Of course, I live in New England, so winters can be rough, but my hiking group goes out in just about every weather condition. As they like to say, “There’s no bad weather, only bad clothing.” While I don’t entirely embrace that sentiment, being outside with a group of people who’ve been my friends for years is something I look forward to.
I embrace my rhythm.
I’ve come to accept that I won’t always feel terrific, that I’m not always as productive as I’d like to be, and the long, dark winters take their toll.

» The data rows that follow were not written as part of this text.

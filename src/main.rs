//! bytetail - Follow a growing file byte for byte
//!
//! Streams every byte appended to a file to stdout, starting from the
//! beginning or from a given offset, until interrupted.
//!
//! Usage:
//!   bytetail <FILE> [START_OFFSET]
//!
//! Example:
//!   bytetail /var/log/capture.bin 4096 > copy.bin

mod error;
mod follow;
mod handle;
mod monitor;
mod relay;
mod seek;
mod watch;

use clap::Parser;
use follow::{FollowConfig, Follower, StartAt};
use handle::FileOpener;
use std::path::PathBuf;
use std::process::ExitCode;
use std::time::Duration;
use tokio::sync::watch as shutdown;

/// How long a stop request may wait on a blocked write before the process exits anyway
const SHUTDOWN_GRACE: Duration = Duration::from_secs(2);

/// bytetail - Stream new bytes of a growing file to stdout
#[derive(Parser, Debug)]
#[command(name = "bytetail")]
#[command(version)]
#[command(about = "Follow a growing file and stream its new bytes to stdout", long_about = None)]
struct Args {
    /// File to follow
    file: PathBuf,

    /// Byte offset to start from (clipped to the file)
    #[arg(allow_negative_numbers = true)]
    start_offset: Option<i64>,

    /// Start this many bytes before the current end of the file
    #[arg(short = 't', long, conflicts_with = "start_offset")]
    tail_bytes: Option<u64>,

    /// Delay between size checks, in milliseconds
    #[arg(long, value_name = "MS", default_value = "500")]
    interval_ms: u64,

    /// Wake up early on filesystem notifications
    #[arg(long, default_value = "false")]
    notify: bool,

    /// Verbose logging
    #[arg(short, long, default_value = "false")]
    verbose: bool,
}

impl Args {
    fn start(&self) -> StartAt {
        match (self.tail_bytes, self.start_offset) {
            (Some(bytes), _) => StartAt::TailBytes(bytes),
            (None, offset) => StartAt::Offset(offset.unwrap_or(0)),
        }
    }
}

#[tokio::main]
async fn main() -> ExitCode {
    let args = match Args::try_parse() {
        Ok(args) => args,
        Err(e) => {
            let _ = e.print();
            // Help and version go to stdout and are not failures
            return if e.use_stderr() {
                ExitCode::FAILURE
            } else {
                ExitCode::SUCCESS
            };
        }
    };

    // Logs go to stderr; stdout carries the file contents
    let log_level = if args.verbose { "debug" } else { "warn" };
    tracing_subscriber::fmt()
        .with_writer(std::io::stderr)
        .with_env_filter(
            tracing_subscriber::EnvFilter::try_from_default_env()
                .unwrap_or_else(|_| tracing_subscriber::EnvFilter::new(log_level)),
        )
        .init();

    match run(args).await {
        Ok(()) => ExitCode::SUCCESS,
        Err(e) => {
            eprintln!("bytetail: {}", e);
            ExitCode::FAILURE
        }
    }
}

async fn run(args: Args) -> anyhow::Result<()> {
    let (stop_tx, stop_rx) = shutdown::channel(false);

    let config = FollowConfig::new(Duration::from_millis(args.interval_ms));
    let stdout = std::io::stdout().lock();
    let mut follower = Follower::open(
        &args.file,
        FileOpener::read_only(),
        stdout,
        args.start(),
        config,
        stop_rx,
    )?;

    if args.notify {
        match watch::Nudges::watch(&args.file) {
            Ok(nudges) => follower = follower.with_nudges(nudges),
            Err(e) => tracing::warn!("Notifications unavailable ({:#}), polling only", e),
        }
    }

    tokio::spawn(async move {
        match wait_for_termination().await {
            Ok(()) => tracing::info!("Shutting down..."),
            Err(e) => tracing::warn!("Signal handling unavailable: {:#}", e),
        }
        let _ = stop_tx.send(true);

        // A write stuck on a stalled pipe never gets back to the loop to see the stop
        tokio::time::sleep(SHUTDOWN_GRACE).await;
        tracing::warn!("Output is blocked, exiting without draining");
        std::process::exit(0);
    });

    follower.run().await?;
    tracing::info!("Last offset {}", follower.position());
    Ok(())
}

#[cfg(unix)]
async fn wait_for_termination() -> anyhow::Result<()> {
    use anyhow::Context;
    use tokio::signal::unix::{signal, SignalKind};

    let mut term = signal(SignalKind::terminate()).context("Failed to install SIGTERM handler")?;
    tokio::select! {
        res = tokio::signal::ctrl_c() => res.context("Failed to listen for Ctrl+C")?,
        _ = term.recv() => {}
    }
    Ok(())
}

#[cfg(not(unix))]
async fn wait_for_termination() -> anyhow::Result<()> {
    tokio::signal::ctrl_c().await?;
    Ok(())
}

#[cfg(test)]
mod tests {
    use super::*;

    #[test]
    fn test_positional_offset() {
        let args = Args::try_parse_from(["bytetail", "data.bin", "2000"]).unwrap();
        assert_eq!(args.start(), StartAt::Offset(2000));
        assert_eq!(args.interval_ms, 500);
    }

    #[test]
    fn test_negative_offset_is_accepted() {
        let args = Args::try_parse_from(["bytetail", "data.bin", "-50"]).unwrap();
        assert_eq!(args.start(), StartAt::Offset(-50));
    }

    #[test]
    fn test_default_start() {
        let args = Args::try_parse_from(["bytetail", "data.bin"]).unwrap();
        assert_eq!(args.start(), StartAt::Offset(0));
        assert!(!args.notify);
    }

    #[test]
    fn test_tail_bytes() {
        let args = Args::try_parse_from(["bytetail", "-t", "64", "data.bin"]).unwrap();
        assert_eq!(args.start(), StartAt::TailBytes(64));
    }

    #[test]
    fn test_usage_errors() {
        assert!(Args::try_parse_from(["bytetail"]).is_err());
        assert!(Args::try_parse_from(["bytetail", "a", "1", "2"]).is_err());
        assert!(Args::try_parse_from(["bytetail", "a", "ten"]).is_err());
        assert!(Args::try_parse_from(["bytetail", "-t", "8", "a", "1"]).is_err());
    }
}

Instead of fighting the ups and downs, I’ve tried to embrace and honor them. And instead of feeling bad about feeling bad, which only makes the feeling last longer, I let it drift through. I recognize it but don’t dwell on it (thank you yoga practice!) Hot chocolate and a workspace by the fire make those long days of winter more tolerable. Candles lit all over the house when it’s gray and rainy feel cozy. When I’m able to open the windows, I appreciate and celebrate the burst of energy and creativity that comes with the sunshine.
Community is important.
I have really wonderful friends, many that I’ve known for decades. Often, when I’m feeling down, the last thing I want to do is be with people, but usually, that’s the best antidote. Alone in my head, I lose perspective on things large and small. My friends can make me laugh, give me a good kick in the pants when I need it, or offer a much-needed break from my day to day routine. And sometimes, just working at a coffee shop, with the background bustle of people for company instead of working from home alone, is good enough.
Shifting careers into the arts has been quite an adjustment for me. I expected there would be a change in my work habits and I expected a learning curve. I didn’t expect the impact on my mental health. Recognizing that I needed to pay attention to it and adjusting my habit life around it took some time. But now, a few years in, I wouldn’t want to do anything else!